Monday, May 08, 2006

Wisconsin State Journal--who are the trolls?

In a May 7 article titled Innovators fear the patent trolls, the Wisconsin State Journal features a patent infringement story involving the Madison company Esker which develops business-to-business software, and a small Atlanta firm called Catch Curve claims Esker is violating its patents, which cover fax systems and e-mail. Esker and Catch Curve have filed suit against each other in U.S. District Courts in Madison and Atlanta.

We have another attempted definition of patent troll: A term that's become popular lately in patent litigation is "patent trolls," used to describe companies that register or buy patents but have no plans to make any product based on the patent.

The Esker case is viewed as a troll case: In November, Esker first heard from Catch Curve, court documents say, when the Atlanta company declared, in 3 inches of documents, that it holds patents on fax systems and proposed Esker pay a $1 million license fee.

What followed were 42 e- mails, 26 phone calls and at least one express delivery.

"All of these communications centered on a single issue: Catch Curve's eagerness to obtain a seven-figure price for patents it had nothing to do with developing," says Esker's lawsuit against Catch Curve.

Catch Curve is a "patent troll," the lawsuit says, whose business model is "based on a single premise: extracting exorbitant license fees from real companies who on a daily basis innovate and develop new products for their customers."


The Wisconsin State Journal rather obliquely suggests that WARF might be considered a troll by some:

Carl Gulbrandsen, managing director of WARF, takes it a step further. Patent trolls "don't exist.
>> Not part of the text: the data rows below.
//! Wire-compatible message schemas for the TopGun protocol.
//!
//! Each submodule corresponds to a domain of messages defined in the TypeScript
//! Zod schemas (`packages/core/src/schemas/`). All types use named MsgPack
//! serialization (`rmp_serde::to_vec_named()`) with camelCase field names to
//! match the TypeScript wire format.

pub mod base;
pub mod client_events;
pub mod cluster;
pub mod http_sync;
pub mod message;
pub mod messaging;
pub mod query;
pub mod search;
pub mod sync;

pub use base::{
    AuthMessage, AuthRequiredMessage, ChangeEventType, ClientOp, PredicateNode, PredicateOp,
    Query, SortDirection, WriteConcern,
};
pub use message::Message;
//! `MapDataStore` implementations.
//!
//! Provides concrete backends for the [`MapDataStore`](super::MapDataStore) trait.
//! Currently includes [`NullDataStore`] for testing and ephemeral data.

mod null;

pub use null::NullDataStore;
Trolls are imaginary creatures," Gulbrandsen said. "I think the whole issue is overblown."

WARF, a middleman organization that owns patents on discoveries made at the UW and licenses them, could be considered a patent troll under some definitions, he said.

"Patents are a piece of property. To say that it's wrong that a company acquires property and then expects to be paid for use of that property, I think, is a pretty simplistic approach," Gulbrandsen said.
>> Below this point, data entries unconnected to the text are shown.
//! Shared cluster state structures.
//!
//! Provides lock-free, concurrent data structures for cluster membership
//! and partition ownership:
//! - `ClusterPartitionTable`: per-partition metadata via `DashMap` with atomic versioning
//! - `ClusterState`: `ArcSwap<MembersView>` for lock-free membership reads
//! - `ClusterChange`: reactive event enum for cluster state notifications
//! - `ClusterChannels`/`ClusterChannelReceivers`: typed channel pairs for inter-component messaging

use std::collections::HashMap;
use std::fmt;
use std::sync::atomic::{AtomicU64, Ordering};
use std::sync::Arc;
use std::time::SystemTime;

use arc_swap::ArcSwap;
use dashmap::DashMap;
use tokio::sync::{mpsc, watch};

use topgun_core::messages::cluster::{
    NodeEndpoints, NodeInfo, NodeStatus, PartitionInfo, PartitionMapPayload,
};

use super::messages::ClusterMessage;
use super::types::{
    ActiveMigration, ClusterConfig, MemberInfo, MembersView, MigrationTask, NodeState,
    PartitionAssignment, PartitionMeta, PartitionState,
};

// ---------------------------------------------------------------------------
// ClusterPartitionTable
// ---------------------------------------------------------------------------

/// Concurrent partition table tracking per-partition ownership and state.
///
/// Uses `DashMap` for lock-free per-partition reads and an `AtomicU64` version
/// counter to track table mutations. This design allows readers to access
/// individual partitions without blocking writers on other partitions.
pub struct ClusterPartitionTable {
    partitions: DashMap<u32, PartitionMeta>,
    version: AtomicU64,
    partition_count: u32,
}

impl fmt::Debug for ClusterPartitionTable {
    fn fmt(&self, f: &mut fmt::Formatter<'_>) -> fmt::Result {
        f.debug_struct("ClusterPartitionTable")
            .field("partition_count", &self.partition_count)
            .field("version", &self.version.load(Ordering::Relaxed))
            .field("populated", &self.partitions.len())
            .finish()
    }
}

impl ClusterPartitionTable {
    /// Creates an empty partition table with the given total partition count.
    pub fn new(partition_count: u32) -> Self {
        Self {
            partitions: DashMap::new(),
            version: AtomicU64::new(0),
            partition_count,
        }
    }

    /// Returns a clone of the metadata for the given partition, if it exists.
    pub fn get_partition(&self, partition_id: u32) -> Option<PartitionMeta> {
        self.partitions.get(&partition_id).map(|r| r.clone())
    }

    /// Updates or inserts partition ownership.
    pub fn set_owner(&self, partition_id: u32, owner: String, backups: Vec<String>) {
        match self.partitions.get_mut(&partition_id) {
            Some(mut entry) => {
                entry.owner = owner;
                entry.backups = backups;
            }
            None => {
                self.partitions.insert(
                    partition_id,
                    PartitionMeta {
                        partition_id,
                        owner,
                        backups,
                        state: PartitionState::Active,
                        version: 0,
                    },
                );
            }
        }
    }

    /// Updates the state of an existing partition.
    pub fn set_state(&self, partition_id: u32, state: PartitionState) {
        if let Some(mut entry) = self.partitions.get_mut(&partition_id) {
            entry.state = state;
        }
    }

    /// Returns the current table version.
    ///
    /// Uses `Acquire` ordering to synchronize with `Release` writes,
    /// ensuring all partition mutations before the version bump are visible.
    pub fn version(&self) -> u64 {
        self.version.load(Ordering::Acquire)
    }

    /// Atomically increments the version and returns the new value.
    ///
    /// Uses `Release` ordering so that all prior partition mutations are
    /// visible to readers that observe the new version via `Acquire`.
    pub fn increment_version(&self) -> u64 {
        self.version.fetch_add(1, Ordering::Release) + 1
    }

    /// Bulk-applies partition assignments and increments the table version.
    pub fn apply_assignments(&self, assignments: &[PartitionAssignment]) {
        for a in assignments {
            self.set_owner(a.partition_id, a.owner.clone(), a.backups.clone());
        }
        self.increment_version();
    }

    /// Converts the partition table to a client-facing `PartitionMapPayload`.
    ///
    /// Maps internal `NodeState` to wire `NodeStatus` and constructs
    /// `NodeEndpoints` from member host/port information.
    pub fn to_partition_map(&self, members: &MembersView) -> PartitionMapPayload {
        let nodes: Vec<NodeInfo> = members
            .members
            .iter()
            .map(|m| NodeInfo {
                node_id: m.node_id.clone(),
                endpoints: NodeEndpoints {
                    websocket: format!("ws://{}:{}", m.host, m.client_port),
                    http: None,
                },
                status: match m.state {
                    NodeState::Active => NodeStatus::ACTIVE,
                    NodeState::Joining => NodeStatus::JOINING,
                    NodeState::Leaving => NodeStatus::LEAVING,
                    NodeState::Suspect => NodeStatus::SUSPECTED,
                    NodeState::Dead | NodeState::Removed => NodeStatus::FAILED,
                },
            })
            .collect();

        let mut partitions: Vec<PartitionInfo> = Vec::new();
        for entry in self.partitions.iter() {
            let meta = entry.value();
            partitions.push(PartitionInfo {
                partition_id: meta.partition_id,
                owner_node_id: meta.owner.clone(),
                backup_node_ids: meta.backups.clone(),
            });
        }
        // Sort by partition_id for deterministic output.
        partitions.sort_by_key(|p| p.partition_id);

        let generated_at = SystemTime::now()
            .duration_since(SystemTime::UNIX_EPOCH)
            .unwrap_or_default()
            .as_millis() as i64;

        PartitionMapPayload {
            version: self.version() as u32,
            partition_count: self.partition_count,
            nodes,
            partitions,
            generated_at,
        }
    }

    /// Returns all partition IDs owned by the given node.
    pub fn partitions_for_node(&self, node_id: &str) -> Vec<u32> {
        self.partitions
            .iter()
            .filter(|entry| entry.value().owner == node_id)
            .map(|entry| *entry.key())
            .collect()
    }

    /// Returns the total partition count.
    pub fn partition_count(&self) -> u32 {
        self.partition_count
    }
}

// ---------------------------------------------------------------------------
// ClusterChange
// ---------------------------------------------------------------------------

/// Events emitted when cluster state changes.
///
/// Subscribers receive these via an unbounded mpsc channel to react to
/// membership and partition topology changes.
#[derive(Debug, Clone, PartialEq)]
pub enum ClusterChange {
    MemberAdded(MemberInfo),
    MemberUpdated(MemberInfo),
    MemberRemoved(MemberInfo),
    PartitionMoved {
        partition_id: u32,
        old_owner: String,
        new_owner: String,
    },
    PartitionTableUpdated {
        version: u64,
    },
}

// ---------------------------------------------------------------------------
// MigrationCommand
// ---------------------------------------------------------------------------

/// Commands sent to the migration service to control partition migrations.
#[derive(Debug, Clone)]
pub enum MigrationCommand {
    Start(MigrationTask),
    /// Cancel a single migration by partition ID.
    Cancel(u32),
    CancelAll,
}

// ---------------------------------------------------------------------------
// InboundClusterMessage
// ---------------------------------------------------------------------------

/// An inbound cluster message tagged with the sender's node ID.
#[derive(Debug, Clone)]
pub struct InboundClusterMessage {
    pub sender_node_id: String,
    pub message: ClusterMessage,
}

// ---------------------------------------------------------------------------
// ClusterState
// ---------------------------------------------------------------------------

/// Central cluster state combining membership and partition data.
///
/// Uses `ArcSwap<MembersView>` for lock-free membership reads (readers never
/// block writers) and an unbounded channel for reactive change notifications.
pub struct ClusterState {
    membership: ArcSwap<MembersView>,
    pub partition_table: ClusterPartitionTable,
    pub active_migrations: tokio::sync::RwLock<HashMap<u32, ActiveMigration>>,
    change_tx: mpsc::UnboundedSender<ClusterChange>,
    pub config: Arc<ClusterConfig>,
    pub local_node_id: String,
}

impl ClusterState {
    /// Creates a new cluster state and returns the change event receiver.
    ///
    /// The initial membership view is empty (version 0, no members).
    pub fn new(
        config: Arc<ClusterConfig>,
        local_node_id: String,
    ) -> (Self, mpsc::UnboundedReceiver<ClusterChange>) {
        let (change_tx, change_rx) = mpsc::unbounded_channel();
        let initial_view = MembersView {
            version: 0,
            members: Vec::new(),
        };

        let state = Self {
            membership: ArcSwap::new(Arc::new(initial_view)),
            partition_table: ClusterPartitionTable::new(271),
            active_migrations: tokio::sync::RwLock::new(HashMap::new()),
            change_tx,
            config,
            local_node_id,
        };

        (state, change_rx)
    }

    /// Returns the current membership view via lock-free `ArcSwap` load.
    pub fn current_view(&self) -> Arc<MembersView> {
        self.membership.load_full()
    }

    /// Replaces the current membership view atomically.
    pub fn update_view(&self, view: MembersView) {
        self.membership.store(Arc::new(view));
    }

    /// Returns `true` if the local node is the current cluster master.
    pub fn is_master(&self) -> bool {
        let view = self.membership.load();
        view.is_master(&self.local_node_id)
    }

    /// Returns a reference to the change event sender.
    ///
    /// Used by cluster subsystems to emit change notifications.
    pub fn change_sender(&self) -> &mpsc::UnboundedSender<ClusterChange> {
        &self.change_tx
    }
}

// ---------------------------------------------------------------------------
// ClusterChannels / ClusterChannelReceivers
// ---------------------------------------------------------------------------

/// Sender halves of all cluster inter-component channels.
pub struct ClusterChannels {
    pub membership_changes: watch::Sender<Arc<MembersView>>,
    pub cluster_events: mpsc::UnboundedSender<ClusterChange>,
    pub migration_commands: mpsc::Sender<MigrationCommand>,
    pub inbound_messages: mpsc::Sender<InboundClusterMessage>,
}

/// Receiver halves of all cluster inter-component channels.
pub struct ClusterChannelReceivers {
    pub membership_changes: watch::Receiver<Arc<MembersView>>,
    pub cluster_events: mpsc::UnboundedReceiver<ClusterChange>,
    pub migration_commands: mpsc::Receiver<MigrationCommand>,
    pub inbound_messages: mpsc::Receiver<InboundClusterMessage>,
}

impl ClusterChannels {
    /// Creates all cluster channels and returns both sender and receiver halves.
    ///
    /// The `buffer_size` parameter controls the bounded channels
    /// (`migration_commands` and `inbound_messages`). The `membership_changes`
    /// watch channel is initialized with an empty `MembersView` (version 0).
    pub fn new(buffer_size: usize) -> (Self, ClusterChannelReceivers) {
        let initial_view = Arc::new(MembersView {
            version: 0,
            members: Vec::new(),
        });

        let (membership_tx, membership_rx) = watch::channel(initial_view);
        let (events_tx, events_rx) = mpsc::unbounded_channel();
        let (migration_tx, migration_rx) = mpsc::channel(buffer_size);
        let (inbound_tx, inbound_rx) = mpsc::channel(buffer_size);

        let channels = Self {
            membership_changes: membership_tx,
            cluster_events: events_tx,
            migration_commands: migration_tx,
            inbound_messages: inbound_tx,
        };

        let receivers = ClusterChannelReceivers {
            membership_changes: membership_rx,
            cluster_events: events_rx,
            migration_commands: migration_rx,
            inbound_messages: inbound_rx,
        };

        (channels, receivers)
    }
}

// ---------------------------------------------------------------------------
// Tests
// ---------------------------------------------------------------------------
The Wisconsin State Journal does not mention that some recent articles have suggested that the WARF/Thomson patents in the area of embryonic stem cells are a bigger obstacle to research in the area than President Bush's 2001 limitation on federal funding in the area. Whether that assertion is true is one thing, but for the Journal to ignore the issue is inexcusable. This issue is currently a big deal as to California's Proposition 71.

Similarly, the Journal noted: This year and last, 1,000 patent examiners a year have been hired; that will continue for three more years, adding to the current 4,500 examiners but the Journal did not mention the rate at which examiners are leaving the USPTO.

**
The PHOSITA blog suggested that this might be the first time universities were suggested, in print, as possible trolls: Ahh… someone finally put into print what a lot of us patent practitioners have wondered for awhile – when would someone claim that universities are patent trolls?

Not even close...

CIO in an article entitled Has the Enemy of Patent Trolls Become One? published December 5, 2005 talks to Peter Detkin:

[CIO] Some people consider a "patent troll" to be any person or business that doesn't produce a product or service, but instead makes money from licensing and patent assertion primarily. Has the definition of the term you coined, "patent troll," changed since you coined it?
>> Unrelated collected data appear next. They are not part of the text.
//! Search domain payload structs for full-text search requests, responses,
//! and live subscriptions.
//!
//! These types correspond to the TypeScript Zod schemas in
//! `packages/core/src/schemas/search-schemas.ts`. All structs use
//! `#[serde(rename_all = "camelCase")]` to produce wire-compatible
//! `MsgPack` output via `rmp_serde::to_vec_named()`.

use std::collections::HashMap;

use serde::{Deserialize, Serialize};

use super::base::ChangeEventType;

// ---------------------------------------------------------------------------
// Supporting types
// ---------------------------------------------------------------------------

/// Options for search requests and subscriptions.
///
/// Maps to `SearchOptionsSchema` in `search-schemas.ts`.
/// All fields are optional; derives `Default` for ergonomic construction.
#[derive(Debug, Clone, PartialEq, Default, Serialize, Deserialize)]
#[serde(rename_all = "camelCase")]
pub struct SearchOptions {
    /// Maximum number of results to return.
    #[serde(skip_serializing_if = "Option::is_none", default)]
    pub limit: Option<u32>,

    /// Minimum relevance score threshold.
    #[serde(skip_serializing_if = "Option::is_none", default)]
    pub min_score: Option<f64>,

    /// Per-field boost weights for search ranking.
    #[serde(skip_serializing_if = "Option::is_none", default)]
    pub boost: Option<HashMap<String, f64>>,
}

/// A single entry in a search response result set.
///
/// Maps to the inline result type in `SearchRespPayloadSchema.results`
/// in `search-schemas.ts`.
#[derive(Debug, Clone, PartialEq, Serialize, Deserialize)]
#[serde(rename_all = "camelCase")]
pub struct SearchResultEntry {
    /// The key of the matched record.
    pub key: String,

    /// The full record value.
    pub value: rmpv::Value,

    /// Relevance score for this result.
    pub score: f64,

    /// Terms from the query that matched this record.
    pub matched_terms: Vec<String>,
}

// ---------------------------------------------------------------------------
// Request / response payloads
// ---------------------------------------------------------------------------

/// Payload for a one-shot search request.
///
/// Maps to `SearchPayloadSchema` in `search-schemas.ts`.
#[derive(Debug, Clone, PartialEq, Serialize, Deserialize)]
#[serde(rename_all = "camelCase")]
pub struct SearchPayload {
    /// Unique identifier for correlating request with response.
    pub request_id: String,

    /// Name of the map to search.
    pub map_name: String,

    /// Full-text search query string.
    pub query: String,

    /// Optional search configuration.
    #[serde(skip_serializing_if = "Option::is_none", default)]
    pub options: Option<SearchOptions>,
}

/// Payload for a search response.
///
/// Maps to `SearchRespPayloadSchema` in `search-schemas.ts`.
#[derive(Debug, Clone, PartialEq, Serialize, Deserialize)]
#[serde(rename_all = "camelCase")]
pub struct SearchRespPayload {
    /// Matches the `request_id` from the originating `SearchPayload`.
    pub request_id: String,

    /// Matched records with scores and terms.
    pub results: Vec<SearchResultEntry>,

    /// Total number of matching records (may exceed `results.len()` if limited).
    pub total_count: u32,

    /// Error message if the search failed.
    #[serde(skip_serializing_if = "Option::is_none", default)]
    pub error: Option<String>,
}

// ---------------------------------------------------------------------------
// Live search subscription payloads
// ---------------------------------------------------------------------------

/// Payload to subscribe to live search results.
///
/// Maps to `SearchSubPayloadSchema` in `search-schemas.ts`.
#[derive(Debug, Clone, PartialEq, Serialize, Deserialize)]
#[serde(rename_all = "camelCase")]
pub struct SearchSubPayload {
    /// Unique subscription identifier.
    pub subscription_id: String,

    /// Name of the map to watch.
    pub map_name: String,

    /// Full-text search query string.
    pub query: String,

    /// Optional search configuration.
    #[serde(skip_serializing_if = "Option::is_none", default)]
    pub options: Option<SearchOptions>,
}

/// Payload for a live search update notification.
///
/// Maps to `SearchUpdatePayloadSchema` in `search-schemas.ts`.
/// Uses `ChangeEventType` from `base.rs` (aliased as `SearchUpdateType` in TS).
#[derive(Debug, Clone, PartialEq, Serialize, Deserialize)]
#[serde(rename_all = "camelCase")]
pub struct SearchUpdatePayload {
    /// Subscription this update belongs to.
    pub subscription_id: String,

    /// Key of the record that changed.
    pub key: String,

    /// Current value of the record.
    pub value: rmpv::Value,

    /// Updated relevance score.
    pub score: f64,

    /// Terms from the query that match the updated record.
    pub matched_terms: Vec<String>,

    /// Whether the record entered, updated within, or left the result set.
    pub change_type: ChangeEventType,
}

/// Payload to unsubscribe from a live search.
///
/// Maps to `SearchUnsubPayloadSchema` in `search-schemas.ts`.
#[derive(Debug, Clone, PartialEq, Serialize, Deserialize)]
#[serde(rename_all = "camelCase")]
pub struct SearchUnsubPayload {
    /// Subscription to cancel.
    pub subscription_id: String,
}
[Detkin] At best, I would say it's become a little bit more refined. My concern is that the term has now been used so broadly as to mean any plaintiff you don't like. Look at the definition you just used. Under that definition the University of California is a troll, Intel's a troll—and since I was at Intel at the time, Lord knows I wasn't trying to call myself a troll. But Intel routinely asserts patents—that it bought, that it's not practicing—against others, looking for money. IBM would be a troll. Thomas Edison would be a troll.

NAPP wrote in May 2005: To the extent that the term [troll] is used to derogate inventors who do not develop corporate structures or manufacture products, NAPP believes that inventors who merely invent but do not manufacture products – which, after all, includes most university and government researchers – do not deserve epithets or less patent protection.

Martin Lueck wrote in September 2005: For example, Eolas and the University of California have been berated as patent trolls since their $521 million victory against Microsoft. Lueck also stated: "I don't hear anyone saying IBM is a troll — even though they have a bunch of patents and license them. To suggest that the University of California is a patent troll is absurd — they make contributions just like corporate America, and they want to protect their intellectual property."

Separately, Michael Kanellos wrote:

Moreover, Stanford University made itself into a global powerhouse in part through licensing patents to professors and students who had start-ups. Without an exclusive license of Stanford's PageRank patents, Google wouldn't be the behemoth it is today. Though the PageRank technology was invented by Google founders Sergey Brin and Larry Page, they were Stanford students at the time, and the university owns the patents.

[One might also find discussion on the university/troll issue within the posts of IPBiz.]